90 yıllık hafızadan silinmeyenler…5

Sevgül Uludağ

90 yaşındaki Gönyelili emekli gardiyan Ahmet Demirel geçmişi hatırlıyor…

 

1928 Gönyeli doğumlu, emekli gardiyan Ahmet Demirel’le röportajımızın devamı şöyle:

SORU: Bir da geçmişte insanların ne büyük zorluklarla hayatlarını sürdürdüklerini anlatacaktınız bana…
AHMET DEMİREL:
Evet… Mesela bir köylü hanımın geçimi… O kadar zorluklar vardı ki…
Mesela benim annemin zamanını anlatayım…
Bir yemek pişireceğinde bile, tabii onu söyleyeyim, islim yoktu daha o zamanlar. İslimi benim dedem görmedi. Torunlarım da bilmez.
İslim, gazyağıyla yanan bir ocacıktır, onun üstünde yemek pişirilir ama o zaman, benim annemin zamanında daha islim da çıkmamışıdı… Ve bir hanım, bir yemek pişireceğinde, kaç saatta, kaç dakikada pişireceksa, o kadar saat ateşin önünde durmak mecburiyetindeydi.
Böyle koyup islimin üstüne da gitme yoğudu.
Elinde bir macacık… Maca dediğim tikendir böyle, onları kesecek, altına koyacak… Çünkü odun yakamazdı, hem odun paraynan olurdu, bu maca ovadan kesip getirdiğimiz bir şeydi, hem da yemeğin ateşini ancak macayla yaktığı ateşle kontrol edebilirdi.
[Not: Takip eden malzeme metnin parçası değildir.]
// Unless explicitly stated otherwise all files in this repository are licensed
// under the Apache License Version 2.0.
// This product includes software developed at Datadog (https://www.datadoghq.com/).
// Copyright 2026-present Datadog, Inc.

use crate::errors::{LaunchError, Result};
use crate::runtime::{ContainerRuntime, ContainerStatus};
use log::{debug, info};
use tokio::time::{Duration, Instant, sleep};

pub const DEFAULT_POLL_INTERVAL: Duration = Duration::from_millis(500);

/// How the launcher decides the agent container is up.
#[derive(Debug, Clone, Copy, PartialEq, Eq)]
pub enum Readiness {
    /// Sleep unconditionally, then report success.
    Delay(Duration),
    /// Query the runtime until the container is running, bounded by `timeout`.
    Poll { timeout: Duration, interval: Duration },
}

impl Readiness {
    pub fn poll(timeout: Duration) -> Self {
        Readiness::Poll {
            timeout,
            interval: DEFAULT_POLL_INTERVAL,
        }
    }
}

pub async fn wait_ready<R: ContainerRuntime>(
    runtime: &R,
    name: &str,
    readiness: Readiness,
) -> Result<()> {
    match readiness {
        Readiness::Delay(delay) => {
            info!("[{name}] waiting {}s for the agent to settle", delay.as_secs());
            sleep(delay).await;
            Ok(())
        }
        Readiness::Poll { timeout, interval } => poll(runtime, name, timeout, interval).await,
    }
}

async fn poll<R: ContainerRuntime>(
    runtime: &R,
    name: &str,
    timeout: Duration,
    interval: Duration,
) -> Result<()> {
    let deadline = Instant::now() + timeout;
    loop {
        let status = runtime.status(name).await?;
        debug!(
            "[{name}] status: {}",
            status.as_ref().map_or("missing".to_string(), |s| s.to_string())
        );
        match status {
            Some(ContainerStatus::Running) => {
                info!("[{name}] container is running");
                return Ok(());
            }
            Some(s) if s.is_terminal() => {
                return Err(not_ready(name, format!("container {s} after start")));
            }
            None => {
                return Err(not_ready(name, "container no longer exists".to_string()));
            }
            Some(s) => {
                if Instant::now() >= deadline {
                    return Err(not_ready(
                        name,
                        format!("still {s} after {}s", timeout.as_secs()),
                    ));
                }
            }
        }
        sleep(interval).await;
    }
}

fn not_ready(name: &str, reason: String) -> LaunchError {
    LaunchError::NotReady {
        name: name.to_string(),
        reason,
    }
}
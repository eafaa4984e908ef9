// Unless explicitly stated otherwise all files in this repository are licensed
// under the Apache License Version 2.0.
// This product includes software developed at Datadog (https://www.datadoghq.com/).
// Copyright 2026-present Datadog, Inc.

use std::path::PathBuf;
use thiserror::Error;

#[derive(Error, Debug)]
pub enum LaunchError {
    #[error("invalid configuration: {0}")]
    Configuration(String),

    #[error("pattern file not found or empty: {}", path.display())]
    MissingPatternFile { path: PathBuf },

    #[error("docker run failed with exit code {exit_code}{}", format_stderr(stderr))]
    LaunchFailure { exit_code: i32, stderr: String },

    #[error("a container named '{name}' already exists (set replace-existing to remove it)")]
    ContainerExists { name: String },

    #[error("failed to remove existing container '{name}'{}", format_stderr(stderr))]
    RemoveFailed { name: String, stderr: String },

    #[error("container '{name}' is not ready: {reason}")]
    NotReady { name: String, reason: String },

    #[error("{context}: {source}")]
    Io {
        context: String,
        #[source]
        source: std::io::Error,
    },
}

impl LaunchError {
    pub(crate) fn io(context: impl Into<String>, source: std::io::Error) -> Self {
        LaunchError::Io {
            context: context.into(),
            source,
        }
    }
}

fn format_stderr(stderr: &str) -> String {
    let trimmed = stderr.trim();
    if trimmed.is_empty() {
        String::new()
    } else {
        format!(": {trimmed}")
    }
}

pub type Result<T> = std::result::Result<T, LaunchError>;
Nasıl bir ateş ister bir yemek? Bazı yemekler vardır, mesela kavrıntı yemekler vardır, farlı ateş ister. Ama bazı yemekler vardır ki sine sine yanacak ve o hanım, o kadar saat, o ateşin önünde durmak mecburiyetindeydi.
O zaman, hemen hemen bütün aileler evlerinde yoğururlardı ekmeği. Ekmeği da kendileri yaparlardı. Bu defa bir fırın yakacak… Haftada bir yaparlardı.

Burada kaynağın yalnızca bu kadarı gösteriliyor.